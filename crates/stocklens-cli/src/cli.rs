use clap::{Args, Parser, Subcommand};

/// Inspect stock history payloads: quotes, metrics and cache freshness.
#[derive(Debug, Parser)]
#[command(name = "stocklens", version, about)]
pub struct Cli {
    #[command(subcommand)]
    pub command: Command,

    /// Pretty-print JSON output.
    #[arg(long, global = true)]
    pub pretty: bool,
}

#[derive(Debug, Subcommand)]
pub enum Command {
    /// Derive the latest quote from a history payload.
    Quote(QuoteArgs),
    /// Attach risk/return metrics to a history payload.
    History(HistoryArgs),
    /// Print the relative-age label for a cached payload.
    Freshness(FreshnessArgs),
}

#[derive(Debug, Args)]
pub struct QuoteArgs {
    /// History JSON file, or '-' for stdin.
    #[arg(long, default_value = "-")]
    pub input: String,
}

#[derive(Debug, Args)]
pub struct HistoryArgs {
    /// History JSON file, or '-' for stdin.
    #[arg(long, default_value = "-")]
    pub input: String,

    /// Keep only the most recent N observations.
    #[arg(long)]
    pub days: Option<usize>,
}

#[derive(Debug, Args)]
pub struct FreshnessArgs {
    /// Payload source: live, cache or demo.
    #[arg(long)]
    pub source: stocklens_core::DataSource,

    /// Unix seconds the payload was fetched (cache payloads only).
    #[arg(long)]
    pub fetched_at: Option<i64>,

    /// Unix seconds to evaluate against; defaults to the system clock.
    #[arg(long)]
    pub now: Option<i64>,
}
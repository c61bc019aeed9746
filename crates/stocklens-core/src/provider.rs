use std::fmt::{Display, Formatter};

use crate::domain::{PriceSeries, Symbol};

/// Provider-level error classification.
#[derive(Debug, Clone, Copy, PartialEq, Eq)]
pub enum ProviderErrorKind {
    Unavailable,
    RateLimited,
    InvalidRequest,
    Internal,
}

/// Structured error returned by a history provider.
///
/// Retry policy lives with the provider implementation; the history service
/// only uses the error as a signal to fall back to cached or demo data.
#[derive(Debug, Clone, PartialEq, Eq)]
pub struct ProviderError {
    kind: ProviderErrorKind,
    message: String,
    retryable: bool,
}

impl ProviderError {
    pub fn unavailable(message: impl Into<String>) -> Self {
        Self {
            kind: ProviderErrorKind::Unavailable,
            message: message.into(),
            retryable: true,
        }
    }

    pub fn rate_limited(message: impl Into<String>) -> Self {
        Self {
            kind: ProviderErrorKind::RateLimited,
            message: message.into(),
            retryable: true,
        }
    }

    pub fn invalid_request(message: impl Into<String>) -> Self {
        Self {
            kind: ProviderErrorKind::InvalidRequest,
            message: message.into(),
            retryable: false,
        }
    }

    pub fn internal(message: impl Into<String>) -> Self {
        Self {
            kind: ProviderErrorKind::Internal,
            message: message.into(),
            retryable: false,
        }
    }

    pub const fn kind(&self) -> ProviderErrorKind {
        self.kind
    }

    pub fn message(&self) -> &str {
        &self.message
    }

    pub const fn retryable(&self) -> bool {
        self.retryable
    }

    pub const fn code(&self) -> &'static str {
        match self.kind {
            ProviderErrorKind::Unavailable => "provider.unavailable",
            ProviderErrorKind::RateLimited => "provider.rate_limited",
            ProviderErrorKind::InvalidRequest => "provider.invalid_request",
            ProviderErrorKind::Internal => "provider.internal",
        }
    }
}

impl Display for ProviderError {
    fn fmt(&self, f: &mut Formatter<'_>) -> std::fmt::Result {
        write!(f, "{} ({})", self.message, self.code())
    }
}

impl std::error::Error for ProviderError {}

/// Seam to the upstream fetch layer.
///
/// Implementations own transport, authentication, retries and timeouts;
/// the core only sees a validated series or a classified failure.
pub trait HistoryProvider {
    fn daily_history(&self, symbol: &Symbol) -> Result<PriceSeries, ProviderError>;
}
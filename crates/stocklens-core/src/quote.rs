use serde::{Deserialize, Serialize};

use crate::domain::{PriceSeries, Symbol};

/// Latest-price quote with delta against the previous observation.
///
/// Derived from a series on demand, never persisted. `change_percent` is
/// absent when the previous price is zero; the delta is still reported.
#[derive(Debug, Clone, PartialEq, Serialize, Deserialize)]
#[serde(rename_all = "camelCase")]
pub struct Quote {
    pub symbol: Symbol,
    pub price: f64,
    pub change: f64,
    #[serde(skip_serializing_if = "Option::is_none")]
    pub change_percent: Option<f64>,
}

impl Quote {
    /// Derive a quote from the two most recent observations.
    ///
    /// `None` when the series has fewer than 2 points.
    pub fn from_series(symbol: Symbol, series: &PriceSeries) -> Option<Self> {
        let latest = series.latest()?;
        let previous = series.previous()?;

        let change = latest.price - previous.price;
        let change_percent = if previous.price == 0.0 {
            None
        } else {
            Some(change / previous.price * 100.0)
        };

        Some(Self {
            symbol,
            price: latest.price,
            change,
            change_percent,
        })
    }
}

▶ ACTION ITEM:
Within the material, find all lines that hold the word "only" and show them.

▶ RESPONSE AREA:
    /// Keep only the most recent N observations.
    /// Unix seconds the payload was fetched (cache payloads only).
/// only uses the error as a signal to fall back to cached or demo data.
/// the core only sees a validated series or a classified failure.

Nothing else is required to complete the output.